- [AIM OF THE EXERCISE]:
Lines with the word "true" in them must be copied from the records below.

○ ○ ○

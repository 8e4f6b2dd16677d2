use {
    super::{ClusterError, ClusterResult, KeyHash, KeyRange},
    parking_lot::RwLock,
    serde::{Deserialize, Serialize},
    std::{
        collections::HashMap,
        fmt,
        net::IpAddr,
        str::FromStr,
        sync::{
            Arc,
            atomic::{AtomicBool, AtomicU64, Ordering},
        },
    },
};

/// Network end point (host and port) of a server node.
#[derive(Debug, Clone, PartialEq, Eq, Hash, PartialOrd, Ord, Serialize, Deserialize)]
#[serde(try_from = "String", into = "String")]
pub struct NodeAddress {
    host: String,
    port: u16,
}

impl NodeAddress {
    pub fn new(host: impl Into<String>, port: u16) -> Self {
        Self {
            host: host.into(),
            port,
        }
    }

    pub fn host(&self) -> &str {
        &self.host
    }

    pub fn port(&self) -> u16 {
        self.port
    }

    /// Whether the address refers to "this host", and so is only meaningful
    /// relative to the node that reported it.
    pub fn is_local_reference(&self) -> bool {
        if self.host.eq_ignore_ascii_case("localhost") {
            return true;
        }
        self.host
            .parse::<IpAddr>()
            .map(|ip| ip.is_loopback() || ip.is_unspecified())
            .unwrap_or(false)
    }

    /// Same host, different port.
    pub fn with_port(&self, port: u16) -> Self {
        Self::new(self.host.clone(), port)
    }
}

impl fmt::Display for NodeAddress {
    fn fmt(&self, f: &mut fmt::Formatter<'_>) -> fmt::Result {
        write!(f, "{}:{}", self.host, self.port)
    }
}

impl FromStr for NodeAddress {
    type Err = ClusterError;

    fn from_str(s: &str) -> ClusterResult<Self> {
        let (host, port) = s
            .trim()
            .rsplit_once(':')
            .ok_or_else(|| ClusterError::InvalidArgument(format!("missing port in '{s}'")))?;
        if host.is_empty() {
            return Err(ClusterError::InvalidArgument(format!("missing host in '{s}'")));
        }
        let port = port
            .parse::<u16>()
            .map_err(|_| ClusterError::InvalidArgument(format!("invalid port in '{s}'")))?;
        Ok(Self::new(host, port))
    }
}

impl TryFrom<String> for NodeAddress {
    type Error = ClusterError;

    fn try_from(s: String) -> ClusterResult<Self> {
        s.parse()
    }
}

impl From<NodeAddress> for String {
    fn from(address: NodeAddress) -> Self {
        address.to_string()
    }
}

/// State of a single node, as exchanged in cluster status messages.
#[derive(Debug, Clone, PartialEq, Eq, Hash, Serialize, Deserialize)]
pub struct NodeState {
    pub address: NodeAddress,

    /// Position of the node in the cluster layout; `None` when not (yet) known.
    pub index: Option<u32>,

    pub range_active: KeyRange,

    pub range_passive: KeyRange,

    pub disabled: bool,

    /// Timestamp (msecs since epoch) of the last change of this state.
    pub last_updated: u64,
}

impl NodeState {
    pub fn new(
        address: NodeAddress,
        index: Option<u32>,
        range_active: KeyRange,
        range_passive: KeyRange,
        last_updated: u64,
    ) -> Self {
        Self {
            address,
            index,
            range_active,
            range_passive,
            disabled: false,
            last_updated,
        }
    }

    pub fn with_disabled(mut self, disabled: bool) -> Self {
        self.disabled = disabled;
        self
    }

    /// Union of active and passive ranges.
    pub fn total_range(&self) -> KeyRange {
        self.range_active.union(&self.range_passive)
    }
}

/// Cluster state as seen by one server node.
#[derive(Debug, Clone, PartialEq, Eq, Serialize, Deserialize)]
pub struct ClusterStatusMessage {
    /// Time (msecs since epoch) the message was created.
    pub creation_time: u64,

    /// Time (msecs since epoch) of the last change to the aggregate state.
    pub cluster_last_updated: u64,

    /// State of the node that sent the message.
    pub local: NodeState,

    /// States of the peers known to the sending node.
    pub remote: Vec<NodeState>,
}

/// Node of a cluster, identified by its network address.
pub trait Node: Send + Sync + 'static {
    /// Returns the node address.
    fn address(&self) -> &NodeAddress;
}

/// Key ranges of a server node.
#[derive(Debug, Clone, Copy, PartialEq, Eq)]
pub struct NodeRanges {
    pub active: KeyRange,
    pub passive: KeyRange,
    pub total: KeyRange,
}

impl NodeRanges {
    fn new(active: KeyRange, passive: KeyRange) -> Self {
        Self {
            active,
            passive,
            total: active.union(&passive),
        }
    }
}

/// Server node as observed by a client.
///
/// Mutable to a degree: ranges, the disabled flag and freshness timestamps
/// are updated through the owning [`RoutingTable`], which invalidates its
/// routing information whenever ranges or the disabled flag change.
///
/// [`RoutingTable`]: crate::RoutingTable
#[derive(Debug)]
pub struct ServerNode {
    address: NodeAddress,
    ranges: RwLock<NodeRanges>,
    disabled: AtomicBool,

    /// Time when last request was sent directly to this node.
    last_request_sent: AtomicU64,

    /// Time when last response was received directly from this node.
    last_response_received: AtomicU64,

    /// Timestamp of the last node state information, direct or indirect.
    last_node_update_fetched: AtomicU64,

    /// Timestamp of the last cluster update fetched from this node.
    last_cluster_update_fetched: AtomicU64,

    /// Timestamp of the last cluster update this node is known to have,
    /// learnt from headers of regular entry operations.
    last_cluster_update_available: AtomicU64,
}

impl Node for ServerNode {
    fn address(&self) -> &NodeAddress {
        &self.address
    }
}

impl ServerNode {
    pub fn new(address: NodeAddress, active: KeyRange, passive: KeyRange) -> Self {
        Self {
            address,
            ranges: RwLock::new(NodeRanges::new(active, passive)),
            disabled: AtomicBool::new(false),
            last_request_sent: AtomicU64::new(0),
            last_response_received: AtomicU64::new(0),
            last_node_update_fetched: AtomicU64::new(0),
            last_cluster_update_fetched: AtomicU64::new(0),
            last_cluster_update_available: AtomicU64::new(1),
        }
    }

    pub fn ranges(&self) -> NodeRanges {
        *self.ranges.read()
    }

    pub fn active_range(&self) -> KeyRange {
        self.ranges.read().active
    }

    pub fn passive_range(&self) -> KeyRange {
        self.ranges.read().passive
    }

    pub fn total_range(&self) -> KeyRange {
        self.ranges.read().total
    }

    pub fn is_disabled(&self) -> bool {
        self.disabled.load(Ordering::Acquire)
    }

    pub fn last_request_sent(&self) -> u64 {
        self.last_request_sent.load(Ordering::Acquire)
    }

    pub fn last_response_received(&self) -> u64 {
        self.last_response_received.load(Ordering::Acquire)
    }

    pub fn last_node_update_fetched(&self) -> u64 {
        self.last_node_update_fetched.load(Ordering::Acquire)
    }

    pub fn last_cluster_update_fetched(&self) -> u64 {
        self.last_cluster_update_fetched.load(Ordering::Acquire)
    }

    pub fn last_cluster_update_available(&self) -> u64 {
        self.last_cluster_update_available.load(Ordering::Acquire)
    }

    /// Distance used to order nodes for a key.
    ///
    /// Based on the active range only, even though nodes are selected by their
    /// total range: a node can catch up on a larger passive range before
    /// enabling it. Disabled nodes get the full key space length added, which
    /// places them after every enabled node.
    pub fn sorting_distance(&self, hash: KeyHash) -> u64 {
        let active = self.active_range();
        let distance = u64::from(active.clockwise_distance(hash));
        if self.is_disabled() {
            distance + u64::from(active.keyspace().length())
        } else {
            distance
        }
    }

    /// Returns `true` if ranges changed.
    pub(crate) fn update_ranges(&self, active: KeyRange, passive: KeyRange) -> bool {
        let mut ranges = self.ranges.write();
        if ranges.active == active && ranges.passive == passive {
            return false;
        }
        *ranges = NodeRanges::new(active, passive);
        true
    }

    /// Returns `true` if the flag changed.
    pub(crate) fn update_disabled(&self, disabled: bool) -> bool {
        self.disabled.swap(disabled, Ordering::AcqRel) != disabled
    }

    /// Records cluster update information piggybacked on a regular response.
    ///
    /// Only applied if the response is newer than the last one seen. Returns
    /// `true` if the known cluster update timestamp changed.
    pub(crate) fn update_last_cluster_update_available(
        &self,
        request_time: u64,
        response_time: u64,
        timestamp: u64,
    ) -> bool {
        if self.last_response_received() < response_time {
            self.last_request_sent.store(request_time, Ordering::Release);
            self.last_response_received
                .store(response_time, Ordering::Release);
            let old = self
                .last_cluster_update_available
                .swap(timestamp, Ordering::AcqRel);
            return old != timestamp;
        }
        false
    }

    pub(crate) fn set_last_request_sent(&self, timestamp: u64) {
        self.last_request_sent.store(timestamp, Ordering::Release);
    }

    pub(crate) fn set_last_response_received(&self, timestamp: u64) {
        self.last_response_received
            .store(timestamp, Ordering::Release);
    }

    pub(crate) fn set_last_node_update_fetched(&self, timestamp: u64) {
        self.last_node_update_fetched
            .store(timestamp, Ordering::Release);
    }

    pub(crate) fn set_last_cluster_update_fetched(&self, timestamp: u64) {
        self.last_cluster_update_fetched
            .store(timestamp, Ordering::Release);
    }
}

/// Nodes collection.
///
/// Nodes are keyed by address, and insertion order is preserved so that
/// snapshots taken of the collection are deterministic.
pub(crate) struct Nodes<N: Node> {
    nodes: HashMap<NodeAddress, Arc<N>>,
    ordered: Vec<Arc<N>>,
}

impl<N: Node> Default for Nodes<N> {
    fn default() -> Self {
        Self {
            nodes: HashMap::new(),
            ordered: Vec::new(),
        }
    }
}

impl<N: Node> Nodes<N> {
    /// Creates a new empty nodes collection.
    pub fn new() -> Self {
        Self::default()
    }

    /// Adds a node to the collection, replacing any node with the same address.
    pub fn insert(&mut self, node: Arc<N>) {
        let address = node.address().clone();
        if self.nodes.insert(address.clone(), Arc::clone(&node)).is_some() {
            self.ordered.retain(|n| n.address() != &address);
        }
        self.ordered.push(node);
    }

    /// Removes and returns (if existed) a node from the collection.
    pub fn remove(&mut self, address: &NodeAddress) -> Option<Arc<N>> {
        self.nodes.remove(address).inspect(|_| {
            self.ordered.retain(|n| n.address() != address);
        })
    }

    /// Returns a reference to the node with given address.
    pub fn get(&self, address: &NodeAddress) -> Option<&Arc<N>> {
        self.nodes.get(address)
    }

    /// Number of nodes in the collection.
    pub fn len(&self) -> usize {
        self.nodes.len()
    }

    /// Iterator over the nodes, in insertion order.
    pub fn iter(&self) -> impl Iterator<Item = &Arc<N>> {
        self.ordered.iter()
    }

    /// Copy of the nodes, in insertion order.
    pub fn snapshot(&self) -> Vec<Arc<N>> {
        self.ordered.clone()
    }
}

#[cfg(test)]
mod tests {
    use {super::*, crate::KeySpace};

    fn node(port: u16) -> Arc<ServerNode> {
        let ks = KeySpace::default();
        let range = ks.range(u32::from(port) % 360, 90).unwrap();
        Arc::new(ServerNode::new(NodeAddress::new("node", port), range, range))
    }

    #[test]
    fn basic_ops() {
        let mut nodes = Nodes::new();

        (0..5).for_each(|i| nodes.insert(node(i)));
        assert_eq!(nodes.len(), 5);

        // Insertion order is preserved.
        let ports: Vec<_> = nodes.iter().map(|n| n.address().port()).collect();
        assert_eq!(ports, vec![0, 1, 2, 3, 4]);

        // Remove nodes and check that they are removed
        let removed = nodes.remove(&NodeAddress::new("node", 3)).unwrap();
        assert_eq!(removed.address().port(), 3);
        assert_eq!(nodes.len(), 4);
        assert!(nodes.get(&NodeAddress::new("node", 3)).is_none());
        assert!(nodes.remove(&NodeAddress::new("node", 3)).is_none());

        // Replacing moves the node to the end.
        nodes.insert(node(0));
        let ports: Vec<_> = nodes.snapshot().iter().map(|n| n.address().port()).collect();
        assert_eq!(ports, vec![1, 2, 4, 0]);
    }

    #[test]
    fn addresses() {
        let address: NodeAddress = "10.0.0.1:7070".parse().unwrap();
        assert_eq!(address.host(), "10.0.0.1");
        assert_eq!(address.port(), 7070);
        assert_eq!(address.to_string(), "10.0.0.1:7070");
        assert!(!address.is_local_reference());
        assert_eq!(address.with_port(80), NodeAddress::new("10.0.0.1", 80));

        assert!(NodeAddress::new("localhost", 1).is_local_reference());
        assert!(NodeAddress::new("127.0.0.1", 1).is_local_reference());
        assert!(NodeAddress::new("0.0.0.0", 1).is_local_reference());

        assert!("nohost".parse::<NodeAddress>().is_err());
        assert!(":80".parse::<NodeAddress>().is_err());
        assert!("host:99999".parse::<NodeAddress>().is_err());

        let json = serde_json::to_string(&address).unwrap();
        assert_eq!(json, r#""10.0.0.1:7070""#);
        assert_eq!(serde_json::from_str::<NodeAddress>(&json).unwrap(), address);
    }

    #[test]
    fn server_node_updates() {
        let ks = KeySpace::default();
        let active = ks.range(0, 90).unwrap();
        let passive = ks.range(45, 90).unwrap();
        let node = ServerNode::new(NodeAddress::new("localhost", 1), active, passive);
        assert_eq!(node.total_range(), ks.range(0, 135).unwrap());

        assert!(!node.update_ranges(active, passive));
        assert!(node.update_ranges(active, active));
        assert_eq!(node.total_range(), active);

        assert!(!node.update_disabled(false));
        assert!(node.update_disabled(true));
        assert!(node.is_disabled());

        assert!(node.update_last_cluster_update_available(10, 20, 5));
        assert_eq!(node.last_request_sent(), 10);
        assert_eq!(node.last_response_received(), 20);
        // Older response is ignored.
        assert!(!node.update_last_cluster_update_available(5, 15, 7));
        assert_eq!(node.last_cluster_update_available(), 5);
    }

    #[test]
    fn sorting_distance() {
        let ks = KeySpace::default();
        let active = ks.range(100, 10).unwrap();
        let node = ServerNode::new(NodeAddress::new("localhost", 1), active, ks.full_range());
        assert_eq!(node.sorting_distance(ks.hash(95)), 5);
        assert_eq!(node.sorting_distance(ks.hash(105)), 0);

        node.update_disabled(true);
        assert_eq!(node.sorting_distance(ks.hash(95)), 365);
    }
}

○ ○ ○

- [TASK RESPONSE]:
            return true;
    /// Returns `true` if ranges changed.
        true
    /// Returns `true` if the flag changed.
    /// `true` if the known cluster update timestamp changed.
        assert!(node.update_disabled(true));
        node.update_disabled(true);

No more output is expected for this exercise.